I'd gladly do it because I don't wanna fade away
Give me one more day, please
I don't wanna fade away
In your heart I wanna stay

contrasted with the somber longing expressed in Clapton's voice in the verses:

Bell bottom blues
You made me cry
I don't wanna lose this feeling
If I could choose a place to die
It would be in your arms.

Author Jan Reid also praised Clapton's singing on the song, noting that his phrasing managed to suggest that despite the pain he is feeling, the woman's antics remind him of the "joy of just being alive".

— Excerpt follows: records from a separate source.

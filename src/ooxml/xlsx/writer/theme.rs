//! Theme part (`xl/theme/theme1.xml`).
//!
//! Workbooks always carry the Office 2007 theme, the one the default
//! Calibri 11 format and the theme color palette refer to.

use crate::common::xml::{XML_DECLARATION, escape_xml};
use crate::ooxml::error::Result;
use crate::ooxml::opc::constants::namespace;
use std::fmt::Write as FmtWrite;

/// Accent colors 1 to 6.
const ACCENTS: [&str; 6] = ["4F81BD", "C0504D", "9BBB59", "8064A2", "4BACC6", "F79646"];

/// Generate the theme XML with `major_font` for headings and `minor_font`
/// for body text.
pub(crate) fn theme_xml(major_font: &str, minor_font: &str) -> Result<String> {
    let mut xml = String::with_capacity(8192);
    xml.push_str(XML_DECLARATION);
    write!(xml, r#"<a:theme xmlns:a="{}" name="Office Theme">"#, namespace::DML_MAIN)?;
    xml.push_str("<a:themeElements>");

    // ===== Colors =====
    xml.push_str(r#"<a:clrScheme name="Office">"#);
    xml.push_str(r#"<a:dk1><a:sysClr val="windowText" lastClr="000000"/></a:dk1>"#);
    xml.push_str(r#"<a:lt1><a:sysClr val="window" lastClr="FFFFFF"/></a:lt1>"#);
    xml.push_str(r#"<a:dk2><a:srgbClr val="1F497D"/></a:dk2><a:lt2><a:srgbClr val="EEECE1"/></a:lt2>"#);
    for (i, accent) in ACCENTS.iter().enumerate() {
        write!(
            xml,
            r#"<a:accent{0}><a:srgbClr val="{1}"/></a:accent{0}>"#,
            i + 1,
            accent
        )?;
    }
    xml.push_str(r#"<a:hlink><a:srgbClr val="0000FF"/></a:hlink><a:folHlink><a:srgbClr val="800080"/></a:folHlink>"#);
    xml.push_str("</a:clrScheme>");

    // ===== Fonts =====
    xml.push_str(r#"<a:fontScheme name="Office">"#);
    for (tag, typeface) in [("a:majorFont", major_font), ("a:minorFont", minor_font)] {
        write!(
            xml,
            r#"<{tag}><a:latin typeface="{}"/><a:ea typeface=""/><a:cs typeface=""/></{tag}>"#,
            escape_xml(typeface)
        )?;
    }
    xml.push_str("</a:fontScheme>");

    // ===== Formats =====
    xml.push_str(r#"<a:fmtScheme name="Office"><a:fillStyleLst>"#);
    xml.push_str(r#"<a:solidFill><a:schemeClr val="phClr"/></a:solidFill>"#);
    xml.push_str(r#"<a:gradFill rotWithShape="1"><a:gsLst><a:gs pos="0"><a:schemeClr val="phClr"><a:tint val="50000"/><a:satMod val="300000"/></a:schemeClr></a:gs><a:gs pos="35000"><a:schemeClr val="phClr"><a:tint val="37000"/><a:satMod val="300000"/></a:schemeClr></a:gs><a:gs pos="100000"><a:schemeClr val="phClr"><a:tint val="15000"/><a:satMod val="350000"/></a:schemeClr></a:gs></a:gsLst><a:lin ang="16200000" scaled="1"/></a:gradFill>"#);
    xml.push_str(r#"<a:gradFill rotWithShape="1"><a:gsLst><a:gs pos="0"><a:schemeClr val="phClr"><a:shade val="51000"/><a:satMod val="130000"/></a:schemeClr></a:gs><a:gs pos="80000"><a:schemeClr val="phClr"><a:shade val="93000"/><a:satMod val="130000"/></a:schemeClr></a:gs><a:gs pos="100000"><a:schemeClr val="phClr"><a:shade val="94000"/><a:satMod val="135000"/></a:schemeClr></a:gs></a:gsLst><a:lin ang="16200000" scaled="0"/></a:gradFill>"#);
    xml.push_str("</a:fillStyleLst><a:lnStyleLst>");
    xml.push_str(r#"<a:ln w="9525" cap="flat" cmpd="sng" algn="ctr"><a:solidFill><a:schemeClr val="phClr"><a:shade val="95000"/><a:satMod val="105000"/></a:schemeClr></a:solidFill><a:prstDash val="solid"/></a:ln>"#);
    for width in [25400, 38100] {
        write!(
            xml,
            r#"<a:ln w="{}" cap="flat" cmpd="sng" algn="ctr"><a:solidFill><a:schemeClr val="phClr"/></a:solidFill><a:prstDash val="solid"/></a:ln>"#,
            width
        )?;
    }
    xml.push_str("</a:lnStyleLst><a:effectStyleLst>");
    xml.push_str(r#"<a:effectStyle><a:effectLst><a:outerShdw blurRad="40000" dist="20000" dir="5400000" rotWithShape="0"><a:srgbClr val="000000"><a:alpha val="38000"/></a:srgbClr></a:outerShdw></a:effectLst></a:effectStyle>"#);
    xml.push_str(r#"<a:effectStyle><a:effectLst><a:outerShdw blurRad="40000" dist="23000" dir="5400000" rotWithShape="0"><a:srgbClr val="000000"><a:alpha val="35000"/></a:srgbClr></a:outerShdw></a:effectLst></a:effectStyle>"#);
    xml.push_str(r#"<a:effectStyle><a:effectLst><a:outerShdw blurRad="40000" dist="23000" dir="5400000" rotWithShape="0"><a:srgbClr val="000000"><a:alpha val="35000"/></a:srgbClr></a:outerShdw></a:effectLst><a:scene3d><a:camera prst="orthographicFront"><a:rot lat="0" lon="0" rev="0"/></a:camera><a:lightRig rig="threePt" dir="t"><a:rot lat="0" lon="0" rev="1200000"/></a:lightRig></a:scene3d><a:sp3d><a:bevelT w="63500" h="25400"/></a:sp3d></a:effectStyle>"#);
    xml.push_str("</a:effectStyleLst><a:bgFillStyleLst>");
    xml.push_str(r#"<a:solidFill><a:schemeClr val="phClr"/></a:solidFill>"#);
    xml.push_str(r#"<a:gradFill rotWithShape="1"><a:gsLst><a:gs pos="0"><a:schemeClr val="phClr"><a:tint val="40000"/><a:satMod val="350000"/></a:schemeClr></a:gs><a:gs pos="40000"><a:schemeClr val="phClr"><a:tint val="45000"/><a:shade val="99000"/><a:satMod val="350000"/></a:schemeClr></a:gs><a:gs pos="100000"><a:schemeClr val="phClr"><a:shade val="20000"/><a:satMod val="255000"/></a:schemeClr></a:gs></a:gsLst><a:path path="circle"><a:fillToRect l="50000" t="-80000" r="50000" b="180000"/></a:path></a:gradFill>"#);
    xml.push_str(r#"<a:gradFill rotWithShape="1"><a:gsLst><a:gs pos="0"><a:schemeClr val="phClr"><a:tint val="80000"/><a:satMod val="300000"/></a:schemeClr></a:gs><a:gs pos="100000"><a:schemeClr val="phClr"><a:shade val="30000"/><a:satMod val="200000"/></a:schemeClr></a:gs></a:gsLst><a:path path="circle"><a:fillToRect l="50000" t="50000" r="50000" b="50000"/></a:path></a:gradFill>"#);
    xml.push_str("</a:bgFillStyleLst></a:fmtScheme>");

    xml.push_str("</a:themeElements><a:objectDefaults/><a:extraClrSchemeLst/></a:theme>");
    Ok(xml)
}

In their song "Soul Survivor," from the album Exile on Main St., released in 1972, the Rolling Stones sing, "I got the bell-bottom blues."

==Songwriting credit==
The writing of the song was originally credited to Eric Clapton alone, but is now jointly credited to Clapton and Bobby Whitlock. Whitlock stated in an interview in 2011 that "Eric started the song ... He played me the first two verses at his house and I helped with the last verse", and that it was credited to Clapton alone by a "clerical error". In 2015, in an interview by Mike Rossi for Facio Create, Whitlock stated that Clapton had now formally accepted that Whitlock had contributed, and in future the song would be jointly credited. The BMI website now credits both writers.

== Reception ==
In a review upon the album's release, Rolling Stone writer Ed Leimacher called "Bell Bottom Blues" (as well as "Have You Ever Loved a Woman") filler. Cash Box described the song as "a progressive ballad that should see powerful top forty reception" and as being "instrumentally enticing and surprisingly melodic." Record World said it was "soulful and subtle, not unlike George Harrison's latest." Billboard said "Eric Clapton's rocking blues ballad, served up in an emotion packed vocal workout is a winner headed for a high Hot 100 spot. A retrospective of the album in Rolling Stone praised the song as an epic that "feels as if it's going to shatter from the heat of its romantic agony". AllMusic critic Bill Janovitz admired both Clapton's guitar playing and his anguished vocal performance. In The New Rolling Stone Album Guide, J. D. Considine cited the track as an example of how Layla and Other Assorted Love Songs is "about the transformation of the blues, a process Clapton and his bandmates manage through a variety of means", adding that the song "distills the pop-blues approach of Blind Faith and Cream into a memorable chorus and exquisite metaphor".

== Adaptations ==
Cher recorded "Bell Bottom Blues" on her 1975 album, Stars. Matthew Sweet and Susanna Hoffs covered the song on their 2009 album, Under the Covers, Vol. 2. Bruce Springsteen borrowed the line "I don't wanna fade away" from "Bell Bottom Blues", for his 1980 song "Fade Away". Lady Gaga referenced the title in her song "Dope", where she sang "I'm sorry and I love you, sing with me, 'Bell Bottom Blue'."